October 31, 2002
FOR IMMEDIATE RELEASE
“CATS-ON-METH”- No Way to Make Ohio State Great
Protect Our Earth’s Treasures (P.O.E.T.), a Columbus-based animal rights organization, will bring the above message to the Ohio State University Board of Trustees on Friday, November 1 at 8:45am in front of the Longaberger Alumni House, 2200 Olentangy River Road.
“The study may have a new name (“Lentivirus and Neural Cells”), but it is the same old senseless, cat-killing experiment, and its reinstatement is an embarrassment to the university community,” says Rob Russell, P.O.E.T. director.
OSU has recently received funding for the nation’s first-ever Mathematical Biosciences Institute, and funding for a program to create an artificial human immune system. Both these dynamic projects will move the university into an exciting future. The “cats-on- meth” experiment drags it back into the dismal past.

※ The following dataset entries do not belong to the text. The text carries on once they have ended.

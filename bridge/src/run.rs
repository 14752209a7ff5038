use core::time::Duration;
use std::path::Path;

use eyre::{Result, WrapErr as _, eyre};
use tokio::{signal, sync::broadcast::error::RecvError};
use tracing::{Instrument as _, debug, info, warn};

use crate::{
    config::{self, KumoConfig},
    events::BridgeEvent,
    session::SessionManager,
};

/// Resolves when SIGTERM or Ctrl-C is received.
pub(crate) async fn shutdown_signal() -> Result<()> {
    #[cfg(unix)]
    {
        let mut sigterm = signal::unix::signal(signal::unix::SignalKind::terminate())
            .wrap_err("Failed to create SIGTERM signal handler")?;
        tokio::select! {
            _ = sigterm.recv() => {}
            res = signal::ctrl_c() => res.wrap_err("Failed to listen for Ctrl-C")?,
        }
    }
    #[cfg(not(unix))]
    {
        signal::ctrl_c()
            .await
            .wrap_err("Failed to listen for Ctrl-C")?;
    }
    Ok(())
}

async fn load_manager(config_path: &Path) -> Result<SessionManager> {
    let config = config::load(config_path).await?;
    SessionManager::new(config).wrap_err("Failed to set up the router client")
}

/// Upper bound for connect plus bulk sync with the given settings.
fn ready_deadline(config: &KumoConfig) -> Duration {
    let timing = &config.timing;
    let fetches = 3 * config.device.destination_count()
        + 2 * config.device.source_count()
        + kumo_common::SALVO_COUNT;
    timing.connect_timeout()
        + timing.stagger_interval().saturating_mul(fetches)
        + timing.fetch_timeout()
}

/// Connect and wait for the bulk sync to finish.
async fn connect_ready(manager: &SessionManager) -> Result<()> {
    manager.connect();
    let deadline = ready_deadline(&manager.config());
    if manager.wait_until_ready(deadline).await {
        Ok(())
    } else {
        Err(eyre!(
            "Router at {} did not become ready within {deadline:?}, status {}",
            manager.config().device.ip,
            manager.status()
        ))
    }
}

async fn log_events(manager: SessionManager) {
    let mut events = manager.subscribe();
    loop {
        match events.recv().await {
            Ok(BridgeEvent::StatusChanged(status)) => {
                info!(%status, level = ?status.level(), "Router status");
            }
            Ok(BridgeEvent::RouteChanged {
                destination,
                source,
            }) => info!(destination, source, "Route changed"),
            Ok(event) => debug!(?event, "Bridge event"),
            Err(RecvError::Lagged(skipped)) => warn!(skipped, "Event log fell behind"),
            Err(RecvError::Closed) => return,
        }
    }
}

/// Run the bridge until a shutdown signal arrives.
///
/// # Errors
///
/// Returns an error if the configuration cannot be loaded or signal handling fails.
pub(crate) async fn service(config_path: &Path) -> Result<()> {
    let manager = load_manager(config_path).await?;

    tokio::spawn(log_events(manager.clone()).in_current_span());
    let watcher = tokio::spawn(
        config::watch_config_file(config_path.to_path_buf(), manager.clone()).in_current_span(),
    );

    manager.connect();
    let res = shutdown_signal().await;
    info!("Received shutdown, shutting down");

    manager.teardown();
    watcher.abort();
    res
}

/// Print the synchronized router state as JSON.
///
/// # Errors
///
/// Returns an error if the router does not become ready.
pub(crate) async fn status(config_path: &Path) -> Result<()> {
    let manager = load_manager(config_path).await?;
    let res = connect_ready(&manager).await;
    manager.teardown();
    res?;

    let snapshot = serde_json::to_string_pretty(&manager.snapshot())
        .wrap_err("Failed to serialize router state")?;
    println!("{snapshot}");
    Ok(())
}

/// # Errors
///
/// Returns an error if the action is rejected.
pub(crate) async fn route(config_path: &Path, destination: u32, source: u32) -> Result<()> {
    let manager = load_manager(config_path).await?;
    manager
        .route_source_to_destination(destination, source)
        .await
        .wrap_err(format!("Failed to route source {source} to destination {destination}"))
}

/// # Errors
///
/// Returns an error if the action is rejected.
pub(crate) async fn salvo(config_path: &Path, index: u32) -> Result<()> {
    let manager = load_manager(config_path).await?;
    manager
        .take_salvo(index)
        .await
        .wrap_err(format!("Failed to take salvo {index}"))
}

/// Swap two destinations once their current routes are known.
///
/// # Errors
///
/// Returns an error if the router does not become ready or the swap is rejected.
pub(crate) async fn swap(config_path: &Path, first: u32, second: u32) -> Result<()> {
    let manager = load_manager(config_path).await?;
    let res = match connect_ready(&manager).await {
        Ok(()) => manager
            .swap_destinations(first, second)
            .await
            .wrap_err(format!("Failed to swap destinations {first} and {second}")),
        Err(e) => Err(e),
    };
    manager.teardown();
    res
}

Carol Mandell, DVM, PhD, co-author of “Pathogenesis of experimentally induced feline immunodeficiency virus infection in cats” has advised us that “…cats are used because they are cheap to obtain and easy to handle. The genome structure of FIV is very dissimilar to that of HIV.”
Neal Barnard, President of the Physicians Committee for Responsible Medicine, adds “There are so many legitimate opportunities to study HIV and drug abuse ethically and noninvasively in humans, and, in fact, such studies are already going on. There is no reason for these animal experiments.”